Ce qu’il faut surveiller ensuite

La question la plus importante est de savoir si cette méthode s’étendra au-delà d’un seul pilote. Si d’autres grands développeurs de modèles, des instituts indépendants et des évaluateurs publics adoptent des mécanismes similaires, l’approche pourrait devenir une composante normale de la supervision des modèles de pointe. Si elle reste limitée à des démonstrations ponctuelles, son impact sera plus restreint.

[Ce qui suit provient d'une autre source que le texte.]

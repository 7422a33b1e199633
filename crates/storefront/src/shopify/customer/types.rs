//! Types for Shopify Customer Account API OAuth and responses.

use chrono::{DateTime, Utc};
use serde::{Deserialize, Serialize};

use crate::shopify::types::Money;

// ─────────────────────────────────────────────────────────────────────────────
// OAuth Types
// ─────────────────────────────────────────────────────────────────────────────

/// Customer access token obtained via OAuth.
#[derive(Debug, Clone, Serialize, Deserialize)]
pub struct CustomerAccessToken {
    /// The access token for API requests.
    pub access_token: String,
    /// The ID token (`OpenID` Connect).
    pub id_token: Option<String>,
    /// The refresh token for obtaining new access tokens.
    pub refresh_token: Option<String>,
    /// Token lifetime in seconds.
    pub expires_in: Option<i64>,
    /// Unix timestamp when the token was obtained.
    pub obtained_at: i64,
}

impl CustomerAccessToken {
    /// Check if the access token is expired (with 60s buffer).
    #[must_use]
    pub fn is_expired(&self) -> bool {
        self.expires_in.is_some_and(|expires_in| {
            let now = Utc::now().timestamp();
            let expires_at = self.obtained_at + expires_in;
            now >= (expires_at - 60)
        })
    }
}

/// Raw token response from Shopify OAuth endpoint.
#[derive(Debug, Deserialize)]
pub(super) struct TokenResponse {
    pub access_token: String,
    pub id_token: Option<String>,
    pub refresh_token: Option<String>,
    pub expires_in: Option<i64>,
    #[allow(dead_code)]
    pub token_type: String,
}

// ─────────────────────────────────────────────────────────────────────────────
// Customer Types
// ─────────────────────────────────────────────────────────────────────────────

/// A Shopify customer.
#[derive(Debug, Clone, Deserialize)]
pub struct Customer {
    /// The customer's unique ID.
    pub id: String,
    /// The customer's email address.
    pub email: Option<String>,
    /// The customer's first name.
    #[serde(rename = "firstName")]
    pub first_name: Option<String>,
    /// The customer's last name.
    #[serde(rename = "lastName")]
    pub last_name: Option<String>,
    /// The customer's phone number.
    pub phone: Option<String>,
    /// Whether the customer accepts marketing.
    #[serde(rename = "acceptsMarketing")]
    pub accepts_marketing: bool,
    /// The customer's default address.
    #[serde(rename = "defaultAddress")]
    pub default_address: Option<Address>,
}

impl Customer {
    /// Get the customer's full name.
    #[must_use]
    pub fn full_name(&self) -> String {
        match (&self.first_name, &self.last_name) {
            (Some(first), Some(last)) => format!("{first} {last}"),
            (Some(first), None) => first.clone(),
            (None, Some(last)) => last.clone(),
            (None, None) => String::new(),
        }
    }
}

/// A customer address.
#[derive(Debug, Clone, Serialize, Deserialize)]
pub struct Address {
    /// The address ID.
    pub id: String,
    /// First name.
    #[serde(rename = "firstName")]
    pub first_name: Option<String>,
    /// Last name.
    #[serde(rename = "lastName")]
    pub last_name: Option<String>,
    /// Company name.
    pub company: Option<String>,
    /// Address line 1.
    pub address1: Option<String>,
    /// Address line 2.
    pub address2: Option<String>,
    /// City.
    pub city: Option<String>,
    /// Province/state.
    pub province: Option<String>,
    /// Province/state code.
    #[serde(rename = "provinceCode")]
    pub province_code: Option<String>,
    /// Country.
    pub country: Option<String>,
    /// Country code.
    #[serde(rename = "countryCode")]
    pub country_code: Option<String>,
    /// Postal/ZIP code.
    pub zip: Option<String>,
    /// Phone number.
    pub phone: Option<String>,
}

impl Address {
    /// Format the address as a single line.
    #[must_use]
    pub fn formatted_single_line(&self) -> String {
        let mut parts = Vec::new();

        if let Some(addr1) = &self.address1
            && !addr1.is_empty()
        {
            parts.push(addr1.clone());
        }
        if let Some(city) = &self.city
            && !city.is_empty()
        {
            parts.push(city.clone());
        }
        if let Some(province) = &self.province_code
            && !province.is_empty()
        {
            parts.push(province.clone());
        }
        if let Some(zip) = &self.zip
            && !zip.is_empty()
        {
            parts.push(zip.clone());
        }
        if let Some(country) = &self.country
            && !country.is_empty()
        {
            parts.push(country.clone());
        }

        parts.join(", ")
    }
}

/// A customer order.
#[derive(Debug, Clone, Deserialize)]
pub struct Order {
    /// The order ID.
    pub id: String,
    /// The order name (e.g., "#1001").
    pub name: String,
    /// The order number.
    #[serde(rename = "orderNumber")]
    pub number: i64,
    /// When the order was processed.
    #[serde(rename = "processedAt")]
    pub processed_at: String,
    /// The financial status.
    #[serde(rename = "financialStatus")]
    pub financial_status: Option<String>,
    /// The fulfillment status.
    #[serde(rename = "fulfillmentStatus")]
    pub fulfillment_status: Option<String>,
    /// The total price.
    #[serde(rename = "totalPrice")]
    pub total_price: Money,
}

impl Order {
    /// Parse the `processed_at` timestamp.
    #[must_use]
    pub fn processed_at_datetime(&self) -> Option<DateTime<Utc>> {
        DateTime::parse_from_rfc3339(&self.processed_at)
            .ok()
            .map(|dt| dt.with_timezone(&Utc))
    }
}

// ─────────────────────────────────────────────────────────────────────────────
// Input Types
// ─────────────────────────────────────────────────────────────────────────────

/// Input for creating or updating an address.
#[derive(Debug, Default, Serialize)]
pub struct AddressInput {
    /// First name.
    #[serde(rename = "firstName", skip_serializing_if = "Option::is_none")]
    pub first_name: Option<String>,
    /// Last name.
    #[serde(rename = "lastName", skip_serializing_if = "Option::is_none")]
    pub last_name: Option<String>,
    /// Company name.
    #[serde(skip_serializing_if = "Option::is_none")]
    pub company: Option<String>,
    /// Address line 1.
    #[serde(skip_serializing_if = "Option::is_none")]
    pub address1: Option<String>,
    /// Address line 2.
    #[serde(skip_serializing_if = "Option::is_none")]
    pub address2: Option<String>,
    /// City.
    #[serde(skip_serializing_if = "Option::is_none")]
    pub city: Option<String>,
    /// Province/state.
    #[serde(skip_serializing_if = "Option::is_none")]
    pub province: Option<String>,
    /// Country.
    #[serde(skip_serializing_if = "Option::is_none")]
    pub country: Option<String>,
    /// Postal/ZIP code.
    #[serde(skip_serializing_if = "Option::is_none")]
    pub zip: Option<String>,
    /// Phone number.
    #[serde(skip_serializing_if = "Option::is_none")]
    pub phone: Option<String>,
}

/// Input for updating customer information.
#[derive(Debug, Default, Serialize)]
pub struct CustomerUpdateInput {
    /// First name.
    #[serde(rename = "firstName", skip_serializing_if = "Option::is_none")]
    pub first_name: Option<String>,
    /// Last name.
    #[serde(rename = "lastName", skip_serializing_if = "Option::is_none")]
    pub last_name: Option<String>,
    /// Phone number.
    #[serde(skip_serializing_if = "Option::is_none")]
    pub phone: Option<String>,
    /// Whether the customer accepts marketing.
    #[serde(rename = "acceptsMarketing", skip_serializing_if = "Option::is_none")]
    pub accepts_marketing: Option<bool>,
}

// ─────────────────────────────────────────────────────────────────────────────
// Internal Response Types
// ─────────────────────────────────────────────────────────────────────────────

/// User error from a mutation.
#[derive(Debug, Deserialize)]
pub(super) struct CustomerUserError {
    #[allow(dead_code)]
    pub field: Option<Vec<String>>,
    pub message: String,
    #[allow(dead_code)]
    pub code: Option<String>,
}
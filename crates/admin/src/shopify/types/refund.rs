//! Refund, fulfillment hold, and return input types for Shopify Admin API.

// =============================================================================
// Refund Types
// =============================================================================

/// Suggested refund calculation result.
#[derive(Debug, Clone)]
pub struct SuggestedRefundResult {
    /// Total refund amount.
    pub amount: String,
    /// Currency code.
    pub currency_code: String,
    /// Subtotal before tax.
    pub subtotal: String,
    /// Total tax amount.
    pub total_tax: String,
    /// Suggested line items to refund.
    pub line_items: Vec<SuggestedRefundLineItem>,
}

/// A line item in a suggested refund.
#[derive(Debug, Clone)]
pub struct SuggestedRefundLineItem {
    /// Line item ID.
    pub line_item_id: String,
    /// Line item title.
    pub title: String,
    /// Original quantity on the order.
    pub original_quantity: i64,
    /// Suggested quantity to refund.
    pub refund_quantity: i64,
}

// =============================================================================
// Refund Input Types
// =============================================================================

/// Input for creating a refund.
#[derive(Debug, Clone, Default)]
pub struct RefundCreateInput {
    /// Refund note/reason.
    pub note: Option<String>,
    /// Whether to notify the customer.
    pub notify: bool,
    /// Line items to refund.
    pub line_items: Vec<RefundLineItemInput>,
    /// Shipping refund amount (if any).
    pub shipping_amount: Option<String>,
    /// Whether to do a full shipping refund.
    pub full_shipping_refund: bool,
}

/// Input for a line item in a refund.
#[derive(Debug, Clone)]
pub struct RefundLineItemInput {
    /// Line item ID to refund.
    pub line_item_id: String,
    /// Quantity to refund.
    pub quantity: i64,
    /// How to handle restocking.
    pub restock_type: RefundRestockType,
    /// Location ID for restocking (required for RETURN type).
    pub location_id: Option<String>,
}

/// How to handle restocking for a refund.
#[derive(Debug, Clone, Copy, Default)]
pub enum RefundRestockType {
    /// Return items to inventory.
    Return,
    /// Cancel items (remove from order).
    Cancel,
    /// Don't restock.
    #[default]
    NoRestock,
}

// =============================================================================
// Fulfillment Hold Input Types
// =============================================================================

/// Reason for holding a fulfillment order.
#[derive(Debug, Clone, Copy)]
pub enum FulfillmentHoldReason {
    /// Waiting for payment.
    AwaitingPayment,
    /// High risk of fraud.
    HighRiskOfFraud,
    /// Incorrect address.
    IncorrectAddress,
    /// Inventory is out of stock.
    InventoryOutOfStock,
    /// Unknown delivery date.
    UnknownDeliveryDate,
    /// Awaiting return items.
    AwaitingReturnItems,
    /// Other reason.
    Other,
}

/// Input for holding a fulfillment order.
#[derive(Debug, Clone)]
pub struct FulfillmentHoldInput {
    /// Reason for the hold.
    pub reason: FulfillmentHoldReason,
    /// Additional notes about the hold.
    pub reason_notes: Option<String>,
    /// Whether to notify the merchant.
    pub notify_merchant: bool,
}

// =============================================================================
// Return Input Types
// =============================================================================

/// Input for creating a return.
#[derive(Debug, Clone)]
pub struct ReturnCreateInput {
    /// Line items to return.
    pub line_items: Vec<ReturnLineItemCreateInput>,
    /// When the return was requested.
    pub requested_at: Option<String>,
}

/// Input for a line item in a return.
#[derive(Debug, Clone)]
pub struct ReturnLineItemCreateInput {
    /// Fulfillment line item ID.
    pub fulfillment_line_item_id: String,
    /// Quantity to return.
    pub quantity: i64,
    /// Note about the return reason.
    pub return_reason_note: Option<String>,
}
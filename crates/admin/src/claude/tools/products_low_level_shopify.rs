//! Product tools for Claude.

use serde_json::json;

use crate::claude::types::Tool;

/// Get all product-related tools.
#[must_use]
pub fn product_tools() -> Vec<Tool> {
    let mut tools = product_read_tools();
    tools.extend(product_write_tools());
    tools
}

/// Get product read-only tools.
fn product_read_tools() -> Vec<Tool> {
    vec![
        Tool {
            name: "get_product_low_level_shopify".to_string(),
            description: "Get a single product by ID. Returns product details including \
                title, description, variants, pricing, inventory, and media."
                .to_string(),
            input_schema: json!({
                "type": "object",
                "properties": {
                    "id": {
                        "type": "string",
                        "description": "The product ID"
                    }
                },
                "required": ["id"]
            }),
            domain: Some("products".to_string()),
            requires_confirmation: false,
        },
        Tool {
            name: "get_products_low_level_shopify".to_string(),
            description: "Get products from the store. Returns product summaries including \
                title, status, variants, and inventory levels."
                .to_string(),
            input_schema: json!({
                "type": "object",
                "properties": {
                    "limit": {
                        "type": "integer",
                        "description": "Number of products to fetch (1-50, default 10)",
                        "minimum": 1,
                        "maximum": 50
                    },
                    "query": {
                        "type": "string",
                        "description": "Search query to filter products (e.g., 'title:Moisturizer', 'status:active', 'vendor:BrandName')"
                    }
                }
            }),
            domain: Some("products".to_string()),
            requires_confirmation: false,
        },
    ]
}

/// Get product write tools (require confirmation).
fn product_write_tools() -> Vec<Tool> {
    vec![
        product_create_tool(),
        product_update_tool(),
        product_delete_tool(),
        variant_update_tool(),
    ]
}

fn product_create_tool() -> Tool {
    Tool {
        name: "create_product_low_level_shopify".to_string(),
        description: "Create a new product in the store.".to_string(),
        input_schema: json!({
            "type": "object",
            "properties": {
                "title": {
                    "type": "string",
                    "description": "Product title"
                },
                "description_html": {
                    "type": "string",
                    "description": "Product description (HTML)"
                },
                "vendor": {
                    "type": "string",
                    "description": "Product vendor/brand"
                },
                "product_type": {
                    "type": "string",
                    "description": "Product type/category"
                },
                "tags": {
                    "type": "array",
                    "items": { "type": "string" },
                    "description": "Product tags"
                },
                "status": {
                    "type": "string",
                    "enum": ["ACTIVE", "DRAFT", "ARCHIVED"],
                    "description": "Product status"
                },
                "variants": {
                    "type": "array",
                    "items": {
                        "type": "object",
                        "properties": {
                            "price": { "type": "string" },
                            "sku": { "type": "string" },
                            "inventory_quantity": { "type": "integer" }
                        }
                    },
                    "description": "Product variants"
                }
            },
            "required": ["title"]
        }),
        domain: Some("products".to_string()),
        requires_confirmation: true,
    }
}

fn product_update_tool() -> Tool {
    Tool {
        name: "update_product_low_level_shopify".to_string(),
        description: "Update an existing product. Only provided fields will be changed."
            .to_string(),
        input_schema: json!({
            "type": "object",
            "properties": {
                "id": {
                    "type": "string",
                    "description": "The product ID"
                },
                "title": {
                    "type": "string",
                    "description": "New product title"
                },
                "description_html": {
                    "type": "string",
                    "description": "New product description (HTML)"
                },
                "vendor": {
                    "type": "string",
                    "description": "New vendor/brand"
                },
                "product_type": {
                    "type": "string",
                    "description": "New product type"
                },
                "tags": {
                    "type": "array",
                    "items": { "type": "string" },
                    "description": "New tags (replaces existing)"
                },
                "status": {
                    "type": "string",
                    "enum": ["ACTIVE", "DRAFT", "ARCHIVED"],
                    "description": "New status"
                }
            },
            "required": ["id"]
        }),
        domain: Some("products".to_string()),
        requires_confirmation: true,
    }
}

fn product_delete_tool() -> Tool {
    Tool {
        name: "delete_product_low_level_shopify".to_string(),
        description: "Delete a product from the store. This action cannot be undone.".to_string(),
        input_schema: json!({
            "type": "object",
            "properties": {
                "id": {
                    "type": "string",
                    "description": "The product ID"
                }
            },
            "required": ["id"]
        }),
        domain: Some("products".to_string()),
        requires_confirmation: true,
    }
}

fn variant_update_tool() -> Tool {
    Tool {
        name: "update_variant_low_level_shopify".to_string(),
        description: "Update a product variant's price, SKU, or other attributes.".to_string(),
        input_schema: json!({
            "type": "object",
            "properties": {
                "id": {
                    "type": "string",
                    "description": "The variant ID"
                },
                "price": {
                    "type": "string",
                    "description": "New price"
                },
                "compare_at_price": {
                    "type": "string",
                    "description": "New compare-at price (for sale pricing)"
                },
                "sku": {
                    "type": "string",
                    "description": "New SKU"
                },
                "barcode": {
                    "type": "string",
                    "description": "New barcode"
                },
                "weight": {
                    "type": "number",
                    "description": "Weight value"
                },
                "weight_unit": {
                    "type": "string",
                    "enum": ["GRAMS", "KILOGRAMS", "OUNCES", "POUNDS"],
                    "description": "Weight unit"
                }
            },
            "required": ["id"]
        }),
        domain: Some("products".to_string()),
        requires_confirmation: true,
    }
}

Une autre question ouverte est de savoir quels types d’évaluations en bénéficient le plus. L’article suggère que la cybersécurité et les tests gouvernementaux sont des candidats particulièrement solides, car les prompts eux-mêmes peuvent être sensibles. Cette logique pourrait aussi s’étendre à certains contextes de biosécurité, de sécurité nationale ou de red teaming commercial, même si le texte fourni ne précise pas directement ces domaines.

Pour l’instant, l’évolution principale est claire : Google DeepMind cherche à faire passer les benchmarks IA d’un modèle fondé sur la confiance à une confidentialité imposée techniquement. Dans un domaine où les affirmations de performance sont débattues aussi vivement que les systèmes eux-mêmes, c’est un changement notable. Le pilote ne règle pas le débat plus large sur la manière de mesurer les capacités de l’IA, mais il traite une lacune fondamentale de crédibilité. Si un benchmark est censé tester ce qu’un modèle peut faire, le modèle ne devrait pas déjà connaître l’examen.

Cet article est basé sur un reportage de The Decoder. Lire l’article original.